■ **Your objective**
Return, without anything added, the lines from the one containing "#[derive(Debug)]" through the end of the entries below, exactly as written.

■ **Information provided**

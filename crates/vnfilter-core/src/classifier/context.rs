//! Tone heuristics that flag aggressive text without explicit vocabulary.
//!
//! Each indicator that fires anywhere in the text adds one step of 0.2. The
//! score is capped at 0.8.

use regex::{Regex, RegexBuilder};

use super::normalize::NormalizedText;
use super::CatalogError;

/// Score levels by number of indicators fired, capped at the last entry.
const SCORE_LEVELS: [f32; 5] = [0.0, 0.2, 0.4, 0.6, 0.8];

/// Highest score the context pass can report.
pub const MAX_CONTEXT_SCORE: f32 = 0.8;

/// A tone indicator.
#[derive(Debug, Clone, Copy, PartialEq, Eq)]
pub enum Indicator {
    /// "tao/t" + sẽ/phải/muốn: first-person threat.
    FirstPersonModal,
    /// "mày/mi/m" + phải/sẽ/nên: ordering the addressee around.
    SecondPersonModal,
    /// đừng/không/chớ + có/dám/được: negated imperative.
    NegatedImperative,
    /// Two or more exclamation marks in a row.
    RepeatedExclamation,
    /// Three or more upper-case letters in a row (shouting).
    Shouting,
    /// Three or more upper-case words in a row.
    ShoutedPhrase,
}

impl Indicator {
    /// All indicators in evaluation order.
    pub fn all() -> &'static [Indicator] {
        &[
            Indicator::FirstPersonModal,
            Indicator::SecondPersonModal,
            Indicator::NegatedImperative,
            Indicator::RepeatedExclamation,
            Indicator::Shouting,
            Indicator::ShoutedPhrase,
        ]
    }

    fn pattern(&self) -> &'static str {
        match self {
            Indicator::FirstPersonModal => r"\b(tao|t)\s+(sẽ|phải|muốn)\s+",
            Indicator::SecondPersonModal => r"\b(mày|mi|m)\s+(phải|sẽ|nên)\s+",
            Indicator::NegatedImperative => r"\b(đừng|không|chớ)\s+(có|dám|được)\s+",
            Indicator::RepeatedExclamation => r"!{2,}",
            Indicator::Shouting => r"\p{Lu}{3,}",
            Indicator::ShoutedPhrase => r"\b\p{Lu}+(\s+\p{Lu}+){2,}\b",
        }
    }

    /// Shouting is judged on the original text; the rest ignore case and
    /// run on the normalized text.
    fn case_sensitive(&self) -> bool {
        matches!(self, Indicator::Shouting | Indicator::ShoutedPhrase)
    }
}

/// Outcome of the context pass.
#[derive(Debug, Clone, Default, PartialEq)]
pub struct ContextScore {
    /// Indicators that fired, in evaluation order.
    pub indicators: Vec<Indicator>,
    /// Accumulated score in `[0, MAX_CONTEXT_SCORE]`.
    pub score: f32,
}

impl ContextScore {
    fn from_indicators(indicators: Vec<Indicator>) -> Self {
        let level = indicators.len().min(SCORE_LEVELS.len() - 1);
        Self {
            indicators,
            score: SCORE_LEVELS[level],
        }
    }
}

/// Compiled tone indicators.
#[derive(Debug)]
pub struct ContextScorer {
    rules: Vec<(Indicator, Regex)>,
}

impl ContextScorer {
    /// Compiles the indicator rules.
    pub fn new() -> Result<Self, CatalogError> {
        let rules = Indicator::all()
            .iter()
            .map(|&indicator| {
                RegexBuilder::new(indicator.pattern())
                    .case_insensitive(!indicator.case_sensitive())
                    .unicode(true)
                    .build()
                    .map(|regex| (indicator, regex))
                    .map_err(|source| CatalogError::InvalidIndicator {
                        pattern: indicator.pattern().to_string(),
                        source,
                    })
            })
            .collect::<Result<Vec<_>, _>>()?;
        Ok(Self { rules })
    }

    /// Scores a text.
    pub fn score(&self, text: &NormalizedText) -> ContextScore {
        let indicators = self
            .rules
            .iter()
            .filter(|(indicator, regex)| {
                let haystack = if indicator.case_sensitive() {
                    text.original()
                } else {
                    text.as_str()
                };
                regex.is_match(haystack)
            })
            .map(|(indicator, _)| *indicator)
            .collect();
        ContextScore::from_indicators(indicators)
    }
}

■ **Solution to this task**
#[derive(Debug)]
pub struct ContextScorer {
    rules: Vec<(Indicator, Regex)>,
}

impl ContextScorer {
    /// Compiles the indicator rules.
    pub fn new() -> Result<Self, CatalogError> {
        let rules = Indicator::all()
            .iter()
            .map(|&indicator| {
                RegexBuilder::new(indicator.pattern())
                    .case_insensitive(!indicator.case_sensitive())
                    .unicode(true)
                    .build()
                    .map(|regex| (indicator, regex))
                    .map_err(|source| CatalogError::InvalidIndicator {
                        pattern: indicator.pattern().to_string(),
                        source,
                    })
            })
            .collect::<Result<Vec<_>, _>>()?;
        Ok(Self { rules })
    }

    /// Scores a text.
    pub fn score(&self, text: &NormalizedText) -> ContextScore {
        let indicators = self
            .rules
            .iter()
            .filter(|(indicator, regex)| {
                let haystack = if indicator.case_sensitive() {
                    text.original()
                } else {
                    text.as_str()
                };
                regex.is_match(haystack)
            })
            .map(|(indicator, _)| *indicator)
            .collect();
        ContextScore::from_indicators(indicators)
    }
}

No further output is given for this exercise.